With the syntax and semantics, several equivalencies between formulae can be proven. We list them for easy reference, with a few ‘informal readings’ for illustration. \(\phi\), \(\psi\), and \(\chi\) are formulas.

Commutativity:

\(\phi\wedge\psi\equiv\psi\wedge\phi\)

\(\phi\vee\psi\equiv\psi\vee\phi\)

\(\phi\leftrightarrow\psi\equiv\psi\leftrightarrow\phi\)

Associativity:

\((\phi\wedge\psi)\wedge\chi\equiv\phi\wedge(\psi\wedge\chi)\)

\((\phi\vee\psi)\vee\chi\equiv\phi\vee(\psi\vee\chi)\)

Idempotence:

\(\phi\wedge\phi\equiv\phi\)

\(\phi\vee\phi\equiv\phi\) \(//\) 'itself or itself is itself'

Absorption:

\(\phi\wedge(\phi\vee\psi)\equiv\phi\)

\(\phi\vee(\phi\wedge\psi)\equiv\phi\)

Distributivity:

\(\phi\vee(\psi\wedge\chi)\equiv(\phi\vee\psi)\wedge(\phi\vee\chi)\)

\(\phi\wedge(\psi\vee\chi)\equiv(\phi\wedge\psi)\vee(\phi\wedge\chi)\)

Double Negation:

\(\neg\neg\phi\equiv\phi\)

De Morgan:

\(\neg(\phi\wedge\psi)\equiv\neg\phi\vee\neg\psi\)

\(\neg(\phi\vee\psi)\equiv\neg\phi\wedge\neg\psi\) \(//\) ‘negation of a disjunction implies the negation of each of the disjuncts’

Implication:

\(\phi\to\psi\equiv\neg\phi\vee\psi\)

Tautology:

\(\phi\vee\top\equiv\top\)

Unsatisfiability:

\(\phi\wedge\bot\equiv\bot\)

Negation:

\(\phi\wedge\neg\phi\equiv\bot\) \(//\) something cannot be both true and false

\(\phi\vee\neg\phi\equiv\top\)

Neutrality:

\(\phi\wedge\top\equiv\phi\)

\(\phi\vee\bot\equiv\phi\)

Quantifiers:

\(\neg\forall x.\phi\equiv\exists x.\neg\phi\)
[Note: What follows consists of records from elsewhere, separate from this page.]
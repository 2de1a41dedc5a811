//! A single check outcome: rendered text plus the student location to blame.

use sct_types::ast::Node;
use sct_types::Span;
use serde::Serialize;
use std::fmt;

/// The student code a diagnostic points at.
#[derive(Debug, Clone, PartialEq, Serialize)]
pub struct Highlight {
    /// Node kind, e.g. `function_def`.
    pub kind: String,
    #[serde(flatten)]
    pub span: Span,
    /// The node rendered back to source.
    pub text: String,
}

impl Highlight {
    pub fn of(node: &Node) -> Self {
        Self {
            kind: node.kind_name().to_string(),
            span: node.span(),
            text: node.to_string(),
        }
    }
}

/// Immutable diagnostic fed to the reporter.
#[derive(Debug, Clone, PartialEq, Serialize)]
pub struct Feedback {
    pub message: String,
    #[serde(skip_serializing_if = "Option::is_none")]
    pub highlight: Option<Highlight>,
}

impl Feedback {
    /// Feedback blaming `node`, or nothing when highlighting is disabled.
    pub fn new(message: impl Into<String>, node: Option<&Node>, highlighting_disabled: bool) -> Self {
        Self {
            message: message.into(),
            highlight: node
                .filter(|_| !highlighting_disabled)
                .map(Highlight::of),
        }
    }

    /// Feedback without a location.
    pub fn message(message: impl Into<String>) -> Self {
        Self {
            message: message.into(),
            highlight: None,
        }
    }
}

impl fmt::Display for Feedback {
    fn fmt(&self, f: &mut fmt::Formatter<'_>) -> fmt::Result {
        match &self.highlight {
            Some(highlight) => write!(f, "{}: {}", highlight.span, self.message),
            None => f.write_str(&self.message),
        }
    }
}

#[cfg(test)]
mod tests {
    use super::*;
    use sct_types::ast::{Expr, ExprKind};

    fn name_node() -> Node {
        Node::Expr(Expr::new(ExprKind::Name("x".into()), Span::new(2, 5, 2, 5)))
    }

    #[test]
    fn test_highlight_records_location() {
        let fb = Feedback::new("wrong", Some(&name_node()), false);
        let highlight = fb.highlight.as_ref().expect("highlight");
        assert_eq!(highlight.kind, "name");
        assert_eq!(highlight.text, "x");
        assert_eq!(fb.to_string(), "2:5: wrong");
    }

    #[test]
    fn test_highlighting_disabled() {
        let fb = Feedback::new("wrong", Some(&name_node()), true);
        assert_eq!(fb.highlight, None);
        assert_eq!(fb.to_string(), "wrong");
    }

    #[test]
    fn test_serializes_span_inline() {
        let fb = Feedback::new("wrong", Some(&name_node()), false);
        let json = serde_json::to_value(&fb).expect("serialize");
        assert_eq!(json["highlight"]["line"], 2);
        assert_eq!(json["highlight"]["column"], 5);
        assert_eq!(json["message"], "wrong");
    }
}
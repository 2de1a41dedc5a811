//! Error categories of a check session.

use crate::feedback::Feedback;
use crate::template::TemplateError;
use thiserror::Error;

/// Why a check chain stopped.
///
/// Only [`CheckError::Halt`] is the student's fault; the other two
/// categories must reach whoever runs the session.
#[derive(Debug, Clone, PartialEq, Error)]
pub enum CheckError {
    /// A student-facing failure that ends the current chain.
    #[error("check failed: {0}")]
    Halt(Feedback),
    /// The solution or the check itself is inconsistent.
    #[error("authoring error: {0}")]
    Authoring(#[from] AuthoringError),
    /// An execution environment broke its contract.
    #[error("environment error: {0}")]
    Environment(String),
}

impl CheckError {
    pub fn is_halt(&self) -> bool {
        matches!(self, CheckError::Halt(_))
    }
}

/// A defect in the solution program or in the check that was written
/// against it. Never attributed to the student.
#[derive(Debug, Clone, PartialEq, Error)]
pub enum AuthoringError {
    #[error(transparent)]
    Template(#[from] TemplateError),
    #[error(transparent)]
    Build(#[from] BuildError),
    /// The solution has no such part (or no such index within it).
    #[error("the solution has no {0}")]
    MissingSolutionPart(String),
    /// The solution part does not stand for a single tree node.
    #[error("the solution's {0} is not a program node")]
    MalformedSolutionPart(String),
    #[error("unknown node sequence '{0}'")]
    UnknownSequence(String),
    /// The solution raised where it should not have, or did not raise
    /// where it should.
    #[error("{0}")]
    SolutionCall(String),
    #[error("error in the solution, running with_context(): {0}")]
    SolutionContext(String),
    #[error("error in the solution, closing the `with` fails with: {0}")]
    SolutionContextExit(String),
    /// The state is not positioned where the check needs it to be.
    #[error("{check}() can only follow {expected}")]
    WrongState {
        check: &'static str,
        expected: &'static str,
    },
}

/// Failure to synthesize a call expression.
#[derive(Debug, Clone, PartialEq, Error)]
pub enum BuildError {
    #[error("can only call a function definition or a lambda, not a {0}")]
    NotCallable(&'static str),
    #[error("call template `{0}` is not a call expression")]
    NotACall(String),
    #[error("call template `{template}` does not parse: {reason}")]
    Parse { template: String, reason: String },
}

impl From<TemplateError> for CheckError {
    fn from(err: TemplateError) -> Self {
        CheckError::Authoring(err.into())
    }
}

impl From<BuildError> for CheckError {
    fn from(err: BuildError) -> Self {
        CheckError::Authoring(err.into())
    }
}

/// Result alias for check operations.
pub type CheckResult<T> = Result<T, CheckError>;
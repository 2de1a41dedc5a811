//! SCT checking engine.
//!
//! Walks a solution program and a student program in lockstep, runs
//! equivalent calls in two execution environments and reports the first
//! divergence as localized feedback.
//!
//! ```text
//! Session ─ root_state() → State ─ check_part / check_node → State ─ ...
//!                                 ─ call / check_call → has_equal_*
//!                                 ─ with_context(checks)
//! ```
//!
//! Every step returns a [`CheckResult`]. A student-facing failure is
//! [`CheckError::Halt`]; [`Session::check`] turns it into a recorded
//! outcome, while authoring and environment errors propagate to the caller.

pub mod call;
pub mod check_node;
pub mod check_part;
pub mod context;
pub mod error;
pub mod feedback;
pub mod ordinal;
pub mod reporter;
pub mod session;
pub mod state;
pub mod template;

pub use call::{build_call, CallMode, CallOptions, Comparator};
pub use check_node::NodeSequence;
pub use check_part::{Arg, Messages, PartIndex};
pub use context::SubCheck;
pub use error::{AuthoringError, BuildError, CheckError, CheckResult};
pub use feedback::{Feedback, Highlight};
pub use ordinal::get_ord;
pub use reporter::{Reporter, Test};
pub use session::{ChainOutcome, ReportMode, Session, SessionConfig, SessionSummary};
pub use state::{LineageEntry, State};
pub use template::{render, Bindings, TemplateError};
//! Feedback message templates.
//!
//! A template is plain text with `{{ expr }}` placeholders. Expressions
//! support names, dotted field access, `[index]`, string and integer
//! literals, `+`, `==`, `!=`, `not`, `and`, `or` and the conditional
//! `a if cond else b`, evaluated against a set of JSON bindings.
//!
//! Referencing a binding that does not exist is a [`TemplateError`], never
//! an empty string.

use serde_json::Value;
use std::collections::BTreeMap;
use thiserror::Error;

/// Named values a template is rendered against.
pub type Bindings = BTreeMap<String, Value>;

#[derive(Debug, Clone, PartialEq, Eq, Error)]
pub enum TemplateError {
    #[error("template references undefined binding '{0}'")]
    Undefined(String),
    #[error("template syntax error in `{template}`: {reason}")]
    Syntax { template: String, reason: String },
    #[error("template type error: {0}")]
    Type(String),
}

/// Render `template` against `bindings`.
pub fn render(template: &str, bindings: &Bindings) -> Result<String, TemplateError> {
    let mut out = String::with_capacity(template.len());
    let mut rest = template;
    while let Some(start) = rest.find("{{") {
        out.push_str(&rest[..start]);
        let after = &rest[start + 2..];
        let end = placeholder_end(after).ok_or_else(|| TemplateError::Syntax {
            template: template.to_string(),
            reason: "unclosed '{{'".to_string(),
        })?;
        let expr = ExprParser::parse(&after[..end]).map_err(|reason| TemplateError::Syntax {
            template: template.to_string(),
            reason,
        })?;
        out.push_str(&display(&expr.eval(bindings)?));
        rest = &after[end + 2..];
    }
    out.push_str(rest);
    Ok(out)
}

/// Byte offset of the `}}` closing a placeholder body. Braces inside
/// string literals do not count.
fn placeholder_end(body: &str) -> Option<usize> {
    let mut quote = None;
    let mut chars = body.char_indices().peekable();
    while let Some((i, c)) = chars.next() {
        match (quote, c) {
            (Some(_), '\\') => {
                chars.next();
            }
            (Some(q), c) if c == q => quote = None,
            (Some(_), _) => {}
            (None, '\'' | '"') => quote = Some(c),
            (None, '}') if matches!(chars.peek(), Some((_, '}'))) => return Some(i),
            (None, _) => {}
        }
    }
    None
}

/// Text form of a value inside rendered output.
fn display(value: &Value) -> String {
    match value {
        Value::String(s) => s.clone(),
        other => repr(other),
    }
}

fn repr(value: &Value) -> String {
    match value {
        Value::Null => "None".to_string(),
        Value::Bool(true) => "True".to_string(),
        Value::Bool(false) => "False".to_string(),
        Value::Number(n) => n.to_string(),
        Value::String(s) => format!("'{s}'"),
        Value::Array(items) => {
            let items: Vec<String> = items.iter().map(repr).collect();
            format!("[{}]", items.join(", "))
        }
        Value::Object(fields) => {
            let fields: Vec<String> = fields
                .iter()
                .map(|(k, v)| format!("'{k}': {}", repr(v)))
                .collect();
            format!("{{{}}}", fields.join(", "))
        }
    }
}

fn truthy(value: &Value) -> bool {
    match value {
        Value::Null => false,
        Value::Bool(b) => *b,
        Value::Number(n) => n.as_f64().is_some_and(|n| n != 0.0),
        Value::String(s) => !s.is_empty(),
        Value::Array(items) => !items.is_empty(),
        Value::Object(fields) => !fields.is_empty(),
    }
}

// ══════════════════════════════════════════════════════════════════════════════
// Expressions
// ══════════════════════════════════════════════════════════════════════════════

#[derive(Debug, Clone, PartialEq)]
enum Token {
    Str(String),
    Int(i64),
    Name(String),
    Dot,
    Plus,
    EqEq,
    NotEq,
    LParen,
    RParen,
    LBracket,
    RBracket,
}

fn tokenize(source: &str) -> Result<Vec<Token>, String> {
    let mut tokens = Vec::new();
    let mut chars = source.char_indices().peekable();
    while let Some((i, c)) = chars.next() {
        match c {
            c if c.is_whitespace() => {}
            '\'' | '"' => {
                let mut text = String::new();
                loop {
                    match chars.next() {
                        Some((_, ch)) if ch == c => break,
                        Some((_, '\\')) => match chars.next() {
                            Some((_, 'n')) => text.push('\n'),
                            Some((_, ch)) => text.push(ch),
                            None => return Err("unterminated string".to_string()),
                        },
                        Some((_, ch)) => text.push(ch),
                        None => return Err("unterminated string".to_string()),
                    }
                }
                tokens.push(Token::Str(text));
            }
            '0'..='9' => {
                let mut end = i + 1;
                while let Some((j, d)) = chars.peek().copied() {
                    if !d.is_ascii_digit() {
                        break;
                    }
                    end = j + 1;
                    chars.next();
                }
                let n = source[i..end]
                    .parse()
                    .map_err(|_| format!("invalid number '{}'", &source[i..end]))?;
                tokens.push(Token::Int(n));
            }
            c if c.is_alphabetic() || c == '_' => {
                let mut end = i + c.len_utf8();
                while let Some((j, d)) = chars.peek().copied() {
                    if !(d.is_alphanumeric() || d == '_') {
                        break;
                    }
                    end = j + d.len_utf8();
                    chars.next();
                }
                tokens.push(Token::Name(source[i..end].to_string()));
            }
            '.' => tokens.push(Token::Dot),
            '+' => tokens.push(Token::Plus),
            '(' => tokens.push(Token::LParen),
            ')' => tokens.push(Token::RParen),
            '[' => tokens.push(Token::LBracket),
            ']' => tokens.push(Token::RBracket),
            '=' | '!' if chars.peek().is_some_and(|(_, n)| *n == '=') => {
                chars.next();
                tokens.push(if c == '=' { Token::EqEq } else { Token::NotEq });
            }
            other => return Err(format!("unexpected character '{other}'")),
        }
    }
    Ok(tokens)
}

#[derive(Debug, Clone, PartialEq)]
enum Expr {
    Literal(Value),
    Var(String),
    Field(Box<Expr>, String),
    Index(Box<Expr>, Box<Expr>),
    Add(Box<Expr>, Box<Expr>),
    Eq(Box<Expr>, Box<Expr>),
    NotEq(Box<Expr>, Box<Expr>),
    Not(Box<Expr>),
    And(Box<Expr>, Box<Expr>),
    Or(Box<Expr>, Box<Expr>),
    Cond {
        test: Box<Expr>,
        then: Box<Expr>,
        orelse: Box<Expr>,
    },
}

struct ExprParser {
    tokens: Vec<Token>,
    pos: usize,
}

impl ExprParser {
    fn parse(source: &str) -> Result<Expr, String> {
        let mut parser = ExprParser {
            tokens: tokenize(source)?,
            pos: 0,
        };
        if parser.tokens.is_empty() {
            return Err("empty placeholder".to_string());
        }
        let expr = parser.conditional()?;
        match parser.tokens.get(parser.pos) {
            None => Ok(expr),
            Some(token) => Err(format!("unexpected {token:?}")),
        }
    }

    fn peek(&self) -> Option<&Token> {
        self.tokens.get(self.pos)
    }

    fn eat(&mut self, token: &Token) -> bool {
        if self.peek() == Some(token) {
            self.pos += 1;
            true
        } else {
            false
        }
    }

    fn eat_keyword(&mut self, keyword: &str) -> bool {
        self.eat(&Token::Name(keyword.to_string()))
    }

    fn expect(&mut self, token: &Token) -> Result<(), String> {
        if self.eat(token) {
            Ok(())
        } else {
            Err(format!("expected {token:?}"))
        }
    }

    fn conditional(&mut self) -> Result<Expr, String> {
        let then = self.or()?;
        if !self.eat_keyword("if") {
            return Ok(then);
        }
        let test = self.or()?;
        if !self.eat_keyword("else") {
            return Err("conditional without 'else'".to_string());
        }
        let orelse = self.conditional()?;
        Ok(Expr::Cond {
            test: Box::new(test),
            then: Box::new(then),
            orelse: Box::new(orelse),
        })
    }

    fn or(&mut self) -> Result<Expr, String> {
        let mut left = self.and()?;
        while self.eat_keyword("or") {
            left = Expr::Or(Box::new(left), Box::new(self.and()?));
        }
        Ok(left)
    }

    fn and(&mut self) -> Result<Expr, String> {
        let mut left = self.not()?;
        while self.eat_keyword("and") {
            left = Expr::And(Box::new(left), Box::new(self.not()?));
        }
        Ok(left)
    }

    fn not(&mut self) -> Result<Expr, String> {
        if self.eat_keyword("not") {
            return Ok(Expr::Not(Box::new(self.not()?)));
        }
        self.comparison()
    }

    fn comparison(&mut self) -> Result<Expr, String> {
        let left = self.sum()?;
        if self.eat(&Token::EqEq) {
            return Ok(Expr::Eq(Box::new(left), Box::new(self.sum()?)));
        }
        if self.eat(&Token::NotEq) {
            return Ok(Expr::NotEq(Box::new(left), Box::new(self.sum()?)));
        }
        Ok(left)
    }

    fn sum(&mut self) -> Result<Expr, String> {
        let mut left = self.postfix()?;
        while self.eat(&Token::Plus) {
            left = Expr::Add(Box::new(left), Box::new(self.postfix()?));
        }
        Ok(left)
    }

    fn postfix(&mut self) -> Result<Expr, String> {
        let mut expr = self.primary()?;
        loop {
            if self.eat(&Token::Dot) {
                match self.tokens.get(self.pos).cloned() {
                    Some(Token::Name(field)) => {
                        self.pos += 1;
                        expr = Expr::Field(Box::new(expr), field);
                    }
                    _ => return Err("expected a field name after '.'".to_string()),
                }
            } else if self.eat(&Token::LBracket) {
                let index = self.conditional()?;
                self.expect(&Token::RBracket)?;
                expr = Expr::Index(Box::new(expr), Box::new(index));
            } else {
                return Ok(expr);
            }
        }
    }

    fn primary(&mut self) -> Result<Expr, String> {
        let token = self
            .tokens
            .get(self.pos)
            .cloned()
            .ok_or_else(|| "unexpected end of placeholder".to_string())?;
        self.pos += 1;
        match token {
            Token::Str(s) => Ok(Expr::Literal(Value::String(s))),
            Token::Int(n) => Ok(Expr::Literal(Value::from(n))),
            Token::Name(name) => Ok(match name.as_str() {
                "true" | "True" => Expr::Literal(Value::Bool(true)),
                "false" | "False" => Expr::Literal(Value::Bool(false)),
                "none" | "None" => Expr::Literal(Value::Null),
                _ => Expr::Var(name),
            }),
            Token::LParen => {
                let inner = self.conditional()?;
                self.expect(&Token::RParen)?;
                Ok(inner)
            }
            other => Err(format!("unexpected {other:?}")),
        }
    }
}

impl Expr {
    fn eval(&self, bindings: &Bindings) -> Result<Value, TemplateError> {
        match self {
            Expr::Literal(value) => Ok(value.clone()),
            Expr::Var(name) => bindings
                .get(name)
                .cloned()
                .ok_or_else(|| TemplateError::Undefined(name.clone())),
            Expr::Field(object, field) => match object.eval(bindings)? {
                Value::Object(mut fields) => fields
                    .remove(field)
                    .ok_or_else(|| TemplateError::Undefined(field.clone())),
                other => Err(TemplateError::Type(format!(
                    "{} has no field '{field}'",
                    repr(&other)
                ))),
            },
            Expr::Index(object, index) => {
                let object = object.eval(bindings)?;
                let index = index.eval(bindings)?;
                let found = match (&object, &index) {
                    (Value::Array(items), Value::Number(n)) => n
                        .as_u64()
                        .and_then(|i| usize::try_from(i).ok())
                        .and_then(|i| items.get(i)),
                    (Value::Object(fields), Value::String(key)) => fields.get(key),
                    _ => None,
                };
                found.cloned().ok_or_else(|| {
                    TemplateError::Undefined(format!("{}[{}]", repr(&object), repr(&index)))
                })
            }
            Expr::Add(left, right) => add(left.eval(bindings)?, right.eval(bindings)?),
            Expr::Eq(left, right) => Ok(Value::Bool(left.eval(bindings)? == right.eval(bindings)?)),
            Expr::NotEq(left, right) => {
                Ok(Value::Bool(left.eval(bindings)? != right.eval(bindings)?))
            }
            Expr::Not(inner) => Ok(Value::Bool(!truthy(&inner.eval(bindings)?))),
            Expr::And(left, right) => {
                let left = left.eval(bindings)?;
                if truthy(&left) {
                    right.eval(bindings)
                } else {
                    Ok(left)
                }
            }
            Expr::Or(left, right) => {
                let left = left.eval(bindings)?;
                if truthy(&left) {
                    Ok(left)
                } else {
                    right.eval(bindings)
                }
            }
            Expr::Cond { test, then, orelse } => {
                if truthy(&test.eval(bindings)?) {
                    then.eval(bindings)
                } else {
                    orelse.eval(bindings)
                }
            }
        }
    }
}

fn add(left: Value, right: Value) -> Result<Value, TemplateError> {
    match (left, right) {
        (Value::String(a), Value::String(b)) => Ok(Value::String(a + &b)),
        (Value::Array(mut a), Value::Array(b)) => {
            a.extend(b);
            Ok(Value::Array(a))
        }
        (Value::Number(a), Value::Number(b)) => match (a.as_i64(), b.as_i64()) {
            (Some(x), Some(y)) => x
                .checked_add(y)
                .map(Value::from)
                .ok_or_else(|| TemplateError::Type("integer overflow".to_string())),
            _ => Ok(Value::from(
                a.as_f64().unwrap_or(f64::NAN) + b.as_f64().unwrap_or(f64::NAN),
            )),
        },
        (a, b) => Err(TemplateError::Type(format!(
            "cannot add {} and {}",
            repr(&a),
            repr(&b)
        ))),
    }
}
\(\neg\exists x.\phi\equiv\forall x.\neg\phi\) \(//\) 'if there does not exist some, then there's always none'

\(\forall x.\phi\wedge\forall x.\psi\equiv\forall x.(\phi\wedge\psi)\)

\(\exists x.\phi\vee\exists x.\psi\equiv\exists x.(\phi\vee\psi)\)

\((\forall x.\phi)\wedge\psi\equiv\forall x.(\phi\wedge\psi)\) if \(x\) is not free in \(\psi\)

\((\forall x.\phi)\vee\psi\equiv\forall x.(\phi\vee\psi)\) if \(x\) is not free in \(\psi\)

\((\exists x.\phi)\wedge\psi\equiv\exists x.(\phi\wedge\psi)\) if \(x\) is not free in \(\psi\)

\((\exists x.\phi)\vee\psi\equiv\exists x.(\phi\vee\psi)\) if \(x\) is not free in \(\psi\)

Note \(\PageIndex{1}\):

The ones up to (but excluding) the quantifiers hold for both propositional logic and first order predicate logic.

Footnotes

¹or, for that matter, whether there is a reality and whether we have access to it

²There are animals that indeed do not have 4 limbs (e.g., the sirens and the Mexican mole lizard have only two limbs and the millipede Illacme plenipes has 750 (the most), and there are animals with specific numbers of limbs in between, but that is beside the point as it would not change much the features used in the formalisation, just become more cluttered.